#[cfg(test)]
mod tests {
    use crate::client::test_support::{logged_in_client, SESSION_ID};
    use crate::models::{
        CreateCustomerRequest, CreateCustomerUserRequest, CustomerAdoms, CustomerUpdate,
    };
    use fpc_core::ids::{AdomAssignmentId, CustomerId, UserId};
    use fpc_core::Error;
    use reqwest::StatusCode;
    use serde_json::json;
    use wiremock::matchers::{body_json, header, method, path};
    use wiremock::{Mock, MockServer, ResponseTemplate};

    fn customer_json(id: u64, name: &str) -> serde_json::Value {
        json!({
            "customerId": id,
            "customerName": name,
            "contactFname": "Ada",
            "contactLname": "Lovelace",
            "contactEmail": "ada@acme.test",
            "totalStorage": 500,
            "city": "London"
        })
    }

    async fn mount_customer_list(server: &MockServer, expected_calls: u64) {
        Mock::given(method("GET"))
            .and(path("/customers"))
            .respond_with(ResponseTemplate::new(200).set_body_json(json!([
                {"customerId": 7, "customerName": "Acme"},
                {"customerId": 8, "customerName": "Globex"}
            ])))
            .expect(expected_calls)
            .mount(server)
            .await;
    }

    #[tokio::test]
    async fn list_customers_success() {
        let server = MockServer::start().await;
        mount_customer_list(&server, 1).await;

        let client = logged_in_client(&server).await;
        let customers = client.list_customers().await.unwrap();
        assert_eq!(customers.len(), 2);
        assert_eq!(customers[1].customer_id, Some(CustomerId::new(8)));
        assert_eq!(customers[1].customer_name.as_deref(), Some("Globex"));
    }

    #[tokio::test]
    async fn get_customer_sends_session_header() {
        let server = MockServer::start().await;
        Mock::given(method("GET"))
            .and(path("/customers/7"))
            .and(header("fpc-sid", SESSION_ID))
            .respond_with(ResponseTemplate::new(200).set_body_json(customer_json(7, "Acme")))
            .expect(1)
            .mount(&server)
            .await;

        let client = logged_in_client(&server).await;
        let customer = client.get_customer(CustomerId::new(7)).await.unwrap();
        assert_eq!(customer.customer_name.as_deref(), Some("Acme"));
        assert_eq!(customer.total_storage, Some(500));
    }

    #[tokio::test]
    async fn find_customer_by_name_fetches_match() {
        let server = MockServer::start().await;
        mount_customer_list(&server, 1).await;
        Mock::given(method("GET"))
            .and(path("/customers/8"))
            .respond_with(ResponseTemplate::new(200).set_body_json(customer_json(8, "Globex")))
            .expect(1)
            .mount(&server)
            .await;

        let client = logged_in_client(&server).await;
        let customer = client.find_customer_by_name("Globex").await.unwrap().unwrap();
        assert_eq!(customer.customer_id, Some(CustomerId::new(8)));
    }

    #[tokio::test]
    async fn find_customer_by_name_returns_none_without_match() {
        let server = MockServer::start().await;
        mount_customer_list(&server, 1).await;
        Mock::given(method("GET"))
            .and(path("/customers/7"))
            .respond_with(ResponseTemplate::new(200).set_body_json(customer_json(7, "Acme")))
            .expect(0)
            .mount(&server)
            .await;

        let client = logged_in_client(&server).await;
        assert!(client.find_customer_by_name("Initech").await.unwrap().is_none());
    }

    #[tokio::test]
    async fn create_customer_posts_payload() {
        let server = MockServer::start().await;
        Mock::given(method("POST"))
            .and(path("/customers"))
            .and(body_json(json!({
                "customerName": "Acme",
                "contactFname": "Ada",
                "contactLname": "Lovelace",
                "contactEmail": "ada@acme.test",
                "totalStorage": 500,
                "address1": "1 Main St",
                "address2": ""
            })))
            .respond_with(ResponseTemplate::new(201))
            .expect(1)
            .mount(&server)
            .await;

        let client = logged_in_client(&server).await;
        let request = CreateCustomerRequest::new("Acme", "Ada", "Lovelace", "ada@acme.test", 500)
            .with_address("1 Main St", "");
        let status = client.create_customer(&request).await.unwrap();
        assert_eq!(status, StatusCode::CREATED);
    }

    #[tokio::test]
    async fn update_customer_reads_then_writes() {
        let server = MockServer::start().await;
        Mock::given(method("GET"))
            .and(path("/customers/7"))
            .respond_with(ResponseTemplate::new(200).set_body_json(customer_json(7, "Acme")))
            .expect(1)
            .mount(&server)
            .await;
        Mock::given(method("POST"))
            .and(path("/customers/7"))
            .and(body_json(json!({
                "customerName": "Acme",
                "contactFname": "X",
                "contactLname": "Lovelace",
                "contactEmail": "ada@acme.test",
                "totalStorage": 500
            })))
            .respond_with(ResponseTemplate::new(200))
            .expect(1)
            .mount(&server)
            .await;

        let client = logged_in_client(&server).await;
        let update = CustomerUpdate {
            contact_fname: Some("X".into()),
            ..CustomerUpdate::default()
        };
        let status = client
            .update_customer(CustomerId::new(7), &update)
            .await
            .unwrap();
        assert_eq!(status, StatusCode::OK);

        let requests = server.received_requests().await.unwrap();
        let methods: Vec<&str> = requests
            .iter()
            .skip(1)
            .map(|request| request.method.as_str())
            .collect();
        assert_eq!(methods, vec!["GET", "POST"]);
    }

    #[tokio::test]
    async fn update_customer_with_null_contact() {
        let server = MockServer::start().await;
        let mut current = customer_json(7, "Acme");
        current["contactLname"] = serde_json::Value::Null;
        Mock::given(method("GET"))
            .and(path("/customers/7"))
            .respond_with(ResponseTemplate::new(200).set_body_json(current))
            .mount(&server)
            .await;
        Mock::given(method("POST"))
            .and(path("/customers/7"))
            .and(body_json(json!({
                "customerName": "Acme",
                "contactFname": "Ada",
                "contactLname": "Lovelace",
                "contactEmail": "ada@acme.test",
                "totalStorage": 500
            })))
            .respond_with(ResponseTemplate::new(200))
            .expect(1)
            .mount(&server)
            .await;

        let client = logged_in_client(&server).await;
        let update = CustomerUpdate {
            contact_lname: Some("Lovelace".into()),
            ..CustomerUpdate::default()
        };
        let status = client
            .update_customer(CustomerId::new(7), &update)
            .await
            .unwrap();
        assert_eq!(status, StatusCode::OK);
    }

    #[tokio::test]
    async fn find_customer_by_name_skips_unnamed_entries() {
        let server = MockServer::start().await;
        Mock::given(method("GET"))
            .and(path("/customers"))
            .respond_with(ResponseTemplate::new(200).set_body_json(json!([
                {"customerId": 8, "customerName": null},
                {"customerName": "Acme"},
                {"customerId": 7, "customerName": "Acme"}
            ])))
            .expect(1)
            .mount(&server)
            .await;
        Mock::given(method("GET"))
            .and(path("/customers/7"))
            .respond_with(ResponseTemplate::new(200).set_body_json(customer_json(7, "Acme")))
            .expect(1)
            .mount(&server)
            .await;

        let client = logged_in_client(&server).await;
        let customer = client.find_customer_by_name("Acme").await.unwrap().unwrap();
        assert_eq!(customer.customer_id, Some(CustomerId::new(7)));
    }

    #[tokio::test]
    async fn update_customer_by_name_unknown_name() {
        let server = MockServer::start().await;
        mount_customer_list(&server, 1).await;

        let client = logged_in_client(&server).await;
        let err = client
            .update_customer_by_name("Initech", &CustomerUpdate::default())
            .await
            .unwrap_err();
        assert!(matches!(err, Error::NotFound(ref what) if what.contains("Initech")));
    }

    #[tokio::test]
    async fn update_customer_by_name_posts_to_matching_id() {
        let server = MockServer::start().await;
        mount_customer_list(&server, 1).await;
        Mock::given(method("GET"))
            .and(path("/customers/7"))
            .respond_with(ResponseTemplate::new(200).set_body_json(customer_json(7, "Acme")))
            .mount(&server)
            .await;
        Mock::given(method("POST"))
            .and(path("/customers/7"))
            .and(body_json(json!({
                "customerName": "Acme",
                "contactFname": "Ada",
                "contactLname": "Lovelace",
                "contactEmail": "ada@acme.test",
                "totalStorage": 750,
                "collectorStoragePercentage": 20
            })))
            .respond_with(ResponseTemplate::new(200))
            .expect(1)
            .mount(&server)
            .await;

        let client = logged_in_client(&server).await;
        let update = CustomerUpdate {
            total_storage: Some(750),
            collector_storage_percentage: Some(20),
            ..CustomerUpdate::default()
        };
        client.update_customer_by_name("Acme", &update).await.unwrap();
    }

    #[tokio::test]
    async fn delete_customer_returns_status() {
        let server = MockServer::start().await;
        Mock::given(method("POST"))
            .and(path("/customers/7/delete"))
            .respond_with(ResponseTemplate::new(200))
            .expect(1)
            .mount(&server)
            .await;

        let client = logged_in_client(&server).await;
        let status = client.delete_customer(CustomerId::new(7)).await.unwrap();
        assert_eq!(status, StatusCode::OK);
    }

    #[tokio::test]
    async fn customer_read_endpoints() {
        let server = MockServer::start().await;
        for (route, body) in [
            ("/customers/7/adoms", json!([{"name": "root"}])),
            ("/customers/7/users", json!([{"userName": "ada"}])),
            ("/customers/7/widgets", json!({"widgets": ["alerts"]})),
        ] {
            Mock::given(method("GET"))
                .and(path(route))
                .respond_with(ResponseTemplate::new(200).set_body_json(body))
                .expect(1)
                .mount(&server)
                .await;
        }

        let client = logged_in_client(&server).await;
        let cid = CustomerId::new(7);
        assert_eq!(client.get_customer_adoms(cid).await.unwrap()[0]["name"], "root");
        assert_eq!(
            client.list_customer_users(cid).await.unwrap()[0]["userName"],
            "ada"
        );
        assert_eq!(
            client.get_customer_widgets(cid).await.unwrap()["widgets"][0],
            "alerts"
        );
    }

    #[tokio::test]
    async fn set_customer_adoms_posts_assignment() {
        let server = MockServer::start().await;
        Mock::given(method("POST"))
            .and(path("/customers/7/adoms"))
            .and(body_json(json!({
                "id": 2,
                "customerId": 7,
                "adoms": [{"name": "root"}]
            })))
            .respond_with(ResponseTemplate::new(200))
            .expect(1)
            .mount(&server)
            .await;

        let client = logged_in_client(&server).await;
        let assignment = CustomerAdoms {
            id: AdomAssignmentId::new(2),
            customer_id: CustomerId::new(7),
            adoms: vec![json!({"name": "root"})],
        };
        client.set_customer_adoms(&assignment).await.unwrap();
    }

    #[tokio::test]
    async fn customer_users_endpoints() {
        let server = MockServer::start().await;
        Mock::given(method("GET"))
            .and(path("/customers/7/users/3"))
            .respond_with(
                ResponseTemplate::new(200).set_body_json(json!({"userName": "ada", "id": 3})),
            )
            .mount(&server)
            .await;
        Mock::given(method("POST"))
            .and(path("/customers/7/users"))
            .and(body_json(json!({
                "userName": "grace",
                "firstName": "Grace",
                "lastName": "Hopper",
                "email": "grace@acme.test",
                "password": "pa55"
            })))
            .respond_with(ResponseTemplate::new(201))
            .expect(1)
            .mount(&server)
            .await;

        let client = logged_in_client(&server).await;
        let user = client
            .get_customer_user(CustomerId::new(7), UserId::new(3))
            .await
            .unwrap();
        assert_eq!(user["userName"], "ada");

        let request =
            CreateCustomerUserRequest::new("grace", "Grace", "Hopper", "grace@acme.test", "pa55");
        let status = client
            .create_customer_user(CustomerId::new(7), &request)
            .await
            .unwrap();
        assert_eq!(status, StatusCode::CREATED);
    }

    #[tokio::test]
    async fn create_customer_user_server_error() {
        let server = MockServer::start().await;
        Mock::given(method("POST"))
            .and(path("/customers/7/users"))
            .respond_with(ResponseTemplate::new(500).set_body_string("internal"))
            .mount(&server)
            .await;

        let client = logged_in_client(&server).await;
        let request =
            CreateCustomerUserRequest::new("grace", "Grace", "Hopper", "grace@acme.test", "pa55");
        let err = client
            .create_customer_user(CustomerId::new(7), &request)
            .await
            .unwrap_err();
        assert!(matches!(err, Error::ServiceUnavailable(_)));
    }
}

[GOAL OF THE EXERCISE] Every line above in which the word "CreateCustomerRequest" is present must be copied into the answer.

[YOUR RESPONSE]
        CreateCustomerRequest, CreateCustomerUserRequest, CustomerAdoms, CustomerUpdate,
        let request = CreateCustomerRequest::new("Acme", "Ada", "Lovelace", "ada@acme.test", 500)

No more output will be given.